(REQUIRED ACTION) From the data, return each line holding the word "struct".

(SUPPLIED MATERIAL)
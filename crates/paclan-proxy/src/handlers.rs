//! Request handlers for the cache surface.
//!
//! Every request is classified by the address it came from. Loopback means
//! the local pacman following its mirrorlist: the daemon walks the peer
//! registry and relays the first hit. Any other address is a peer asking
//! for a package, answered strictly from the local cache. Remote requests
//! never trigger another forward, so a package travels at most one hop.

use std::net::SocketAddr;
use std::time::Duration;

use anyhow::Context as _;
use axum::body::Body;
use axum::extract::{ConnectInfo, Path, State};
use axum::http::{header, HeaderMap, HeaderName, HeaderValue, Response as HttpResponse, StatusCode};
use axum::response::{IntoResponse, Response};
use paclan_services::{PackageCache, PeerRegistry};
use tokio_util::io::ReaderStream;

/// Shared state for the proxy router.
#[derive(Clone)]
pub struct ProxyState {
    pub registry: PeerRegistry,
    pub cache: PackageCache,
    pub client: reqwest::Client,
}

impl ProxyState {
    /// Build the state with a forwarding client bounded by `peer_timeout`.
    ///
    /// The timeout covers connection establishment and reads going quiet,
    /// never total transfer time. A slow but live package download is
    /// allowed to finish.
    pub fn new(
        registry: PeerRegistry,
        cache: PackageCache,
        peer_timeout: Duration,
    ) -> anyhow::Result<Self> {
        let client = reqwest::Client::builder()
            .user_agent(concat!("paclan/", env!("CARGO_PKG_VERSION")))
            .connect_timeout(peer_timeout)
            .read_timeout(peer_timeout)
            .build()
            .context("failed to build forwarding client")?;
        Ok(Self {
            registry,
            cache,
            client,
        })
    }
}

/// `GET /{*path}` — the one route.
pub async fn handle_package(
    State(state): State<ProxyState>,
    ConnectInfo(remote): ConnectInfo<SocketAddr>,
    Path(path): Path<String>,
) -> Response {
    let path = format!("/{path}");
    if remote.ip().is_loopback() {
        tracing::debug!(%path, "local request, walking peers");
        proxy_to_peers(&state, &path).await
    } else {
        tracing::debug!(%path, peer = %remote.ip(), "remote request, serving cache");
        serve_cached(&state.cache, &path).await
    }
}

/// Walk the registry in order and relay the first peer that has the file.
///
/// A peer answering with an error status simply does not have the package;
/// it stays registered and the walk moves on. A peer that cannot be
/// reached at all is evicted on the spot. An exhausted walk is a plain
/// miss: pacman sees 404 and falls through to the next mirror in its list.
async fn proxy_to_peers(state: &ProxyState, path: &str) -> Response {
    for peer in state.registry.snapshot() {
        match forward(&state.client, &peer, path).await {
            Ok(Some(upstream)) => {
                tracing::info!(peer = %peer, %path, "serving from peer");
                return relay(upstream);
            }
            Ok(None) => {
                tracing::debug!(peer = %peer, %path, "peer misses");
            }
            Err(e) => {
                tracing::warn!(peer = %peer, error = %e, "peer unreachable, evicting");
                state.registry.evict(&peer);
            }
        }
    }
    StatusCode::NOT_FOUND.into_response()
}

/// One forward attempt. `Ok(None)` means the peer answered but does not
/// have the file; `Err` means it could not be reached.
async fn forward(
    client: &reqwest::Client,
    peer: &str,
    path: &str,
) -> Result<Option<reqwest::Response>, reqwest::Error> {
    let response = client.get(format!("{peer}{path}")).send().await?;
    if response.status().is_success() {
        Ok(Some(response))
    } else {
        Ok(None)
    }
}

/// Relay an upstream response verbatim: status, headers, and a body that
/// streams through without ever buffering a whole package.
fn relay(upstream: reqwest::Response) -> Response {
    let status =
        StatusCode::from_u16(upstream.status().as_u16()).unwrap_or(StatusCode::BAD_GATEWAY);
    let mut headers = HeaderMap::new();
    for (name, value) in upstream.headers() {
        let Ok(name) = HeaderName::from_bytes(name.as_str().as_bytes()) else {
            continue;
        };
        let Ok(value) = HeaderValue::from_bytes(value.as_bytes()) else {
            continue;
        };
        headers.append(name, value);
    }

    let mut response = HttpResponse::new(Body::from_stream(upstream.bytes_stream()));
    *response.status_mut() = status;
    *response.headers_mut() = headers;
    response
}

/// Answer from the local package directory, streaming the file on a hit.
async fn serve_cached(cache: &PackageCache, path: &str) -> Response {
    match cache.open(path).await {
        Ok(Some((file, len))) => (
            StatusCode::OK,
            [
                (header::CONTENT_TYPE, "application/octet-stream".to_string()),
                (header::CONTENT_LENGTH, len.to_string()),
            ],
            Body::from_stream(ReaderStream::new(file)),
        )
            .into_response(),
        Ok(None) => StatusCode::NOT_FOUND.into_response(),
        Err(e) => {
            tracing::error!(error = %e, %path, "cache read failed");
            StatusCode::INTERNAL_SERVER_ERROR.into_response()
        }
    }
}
* * *
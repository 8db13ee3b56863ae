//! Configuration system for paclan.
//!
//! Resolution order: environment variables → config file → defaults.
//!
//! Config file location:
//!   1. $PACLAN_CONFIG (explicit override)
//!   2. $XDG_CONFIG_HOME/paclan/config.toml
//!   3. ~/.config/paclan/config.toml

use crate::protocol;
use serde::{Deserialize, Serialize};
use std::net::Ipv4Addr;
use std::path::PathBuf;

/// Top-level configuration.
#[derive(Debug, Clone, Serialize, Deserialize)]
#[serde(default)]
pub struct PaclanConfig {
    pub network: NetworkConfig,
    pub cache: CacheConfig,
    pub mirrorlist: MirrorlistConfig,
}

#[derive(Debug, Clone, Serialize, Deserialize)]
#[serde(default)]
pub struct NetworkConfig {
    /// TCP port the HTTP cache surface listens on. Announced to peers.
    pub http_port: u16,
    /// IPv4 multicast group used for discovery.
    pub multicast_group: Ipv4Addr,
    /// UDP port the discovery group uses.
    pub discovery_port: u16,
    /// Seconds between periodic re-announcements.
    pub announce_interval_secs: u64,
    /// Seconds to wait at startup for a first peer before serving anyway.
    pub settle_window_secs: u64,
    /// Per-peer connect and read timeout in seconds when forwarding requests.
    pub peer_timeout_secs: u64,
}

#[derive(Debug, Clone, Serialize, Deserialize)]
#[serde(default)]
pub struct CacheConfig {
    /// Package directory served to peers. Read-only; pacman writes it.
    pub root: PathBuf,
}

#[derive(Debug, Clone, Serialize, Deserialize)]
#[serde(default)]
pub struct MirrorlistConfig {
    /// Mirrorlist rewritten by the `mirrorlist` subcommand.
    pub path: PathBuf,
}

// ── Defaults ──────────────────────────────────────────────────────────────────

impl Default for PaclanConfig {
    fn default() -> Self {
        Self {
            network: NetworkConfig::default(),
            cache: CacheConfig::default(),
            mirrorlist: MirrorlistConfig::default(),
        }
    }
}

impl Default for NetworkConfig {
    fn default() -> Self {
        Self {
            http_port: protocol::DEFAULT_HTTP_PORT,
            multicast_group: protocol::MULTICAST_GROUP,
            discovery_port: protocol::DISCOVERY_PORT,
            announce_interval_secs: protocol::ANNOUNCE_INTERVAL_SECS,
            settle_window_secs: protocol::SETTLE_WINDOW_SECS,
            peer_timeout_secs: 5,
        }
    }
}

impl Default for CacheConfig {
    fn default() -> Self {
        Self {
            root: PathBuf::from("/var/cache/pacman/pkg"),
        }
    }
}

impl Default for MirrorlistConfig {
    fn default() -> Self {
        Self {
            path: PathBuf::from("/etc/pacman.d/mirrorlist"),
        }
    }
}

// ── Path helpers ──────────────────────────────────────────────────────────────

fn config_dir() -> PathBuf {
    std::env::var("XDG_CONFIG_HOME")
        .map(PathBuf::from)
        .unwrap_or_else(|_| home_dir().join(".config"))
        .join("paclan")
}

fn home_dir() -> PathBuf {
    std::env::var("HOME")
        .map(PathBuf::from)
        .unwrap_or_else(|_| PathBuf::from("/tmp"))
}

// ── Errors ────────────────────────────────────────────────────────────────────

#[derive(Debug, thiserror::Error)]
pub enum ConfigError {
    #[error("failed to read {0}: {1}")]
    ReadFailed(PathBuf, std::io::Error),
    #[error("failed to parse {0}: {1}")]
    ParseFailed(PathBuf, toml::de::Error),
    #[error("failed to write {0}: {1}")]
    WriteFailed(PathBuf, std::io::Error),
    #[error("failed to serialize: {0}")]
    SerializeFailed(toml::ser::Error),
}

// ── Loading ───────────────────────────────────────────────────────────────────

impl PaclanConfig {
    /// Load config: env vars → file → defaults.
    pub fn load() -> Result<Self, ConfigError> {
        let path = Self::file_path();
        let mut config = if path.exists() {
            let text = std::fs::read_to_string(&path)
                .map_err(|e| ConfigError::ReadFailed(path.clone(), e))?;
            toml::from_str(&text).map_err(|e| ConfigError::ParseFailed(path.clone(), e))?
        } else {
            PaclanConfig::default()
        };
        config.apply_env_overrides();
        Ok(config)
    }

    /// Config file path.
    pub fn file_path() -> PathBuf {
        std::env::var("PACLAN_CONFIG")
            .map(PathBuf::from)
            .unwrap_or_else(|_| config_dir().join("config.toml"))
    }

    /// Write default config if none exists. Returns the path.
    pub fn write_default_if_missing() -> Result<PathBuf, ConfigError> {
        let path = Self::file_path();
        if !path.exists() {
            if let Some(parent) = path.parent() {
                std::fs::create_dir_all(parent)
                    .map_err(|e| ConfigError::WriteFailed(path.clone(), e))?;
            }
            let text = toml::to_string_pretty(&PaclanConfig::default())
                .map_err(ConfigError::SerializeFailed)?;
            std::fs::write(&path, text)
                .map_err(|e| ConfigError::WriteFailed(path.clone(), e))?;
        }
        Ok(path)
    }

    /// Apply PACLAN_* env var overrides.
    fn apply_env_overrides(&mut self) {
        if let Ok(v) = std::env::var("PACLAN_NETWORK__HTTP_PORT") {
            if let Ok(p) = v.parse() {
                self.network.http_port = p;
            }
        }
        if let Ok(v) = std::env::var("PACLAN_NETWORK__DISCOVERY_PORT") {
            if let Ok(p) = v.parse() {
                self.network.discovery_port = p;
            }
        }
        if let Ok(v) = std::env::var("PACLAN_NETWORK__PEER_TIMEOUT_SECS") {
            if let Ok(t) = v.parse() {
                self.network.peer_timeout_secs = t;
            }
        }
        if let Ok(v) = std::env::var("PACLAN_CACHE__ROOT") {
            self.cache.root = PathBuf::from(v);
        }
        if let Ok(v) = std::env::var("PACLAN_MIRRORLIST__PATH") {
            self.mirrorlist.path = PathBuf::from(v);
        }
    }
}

(RESULT OF THIS EXERCISE)
pub struct ProxyState {
pub struct PaclanConfig {
pub struct NetworkConfig {
pub struct CacheConfig {
pub struct MirrorlistConfig {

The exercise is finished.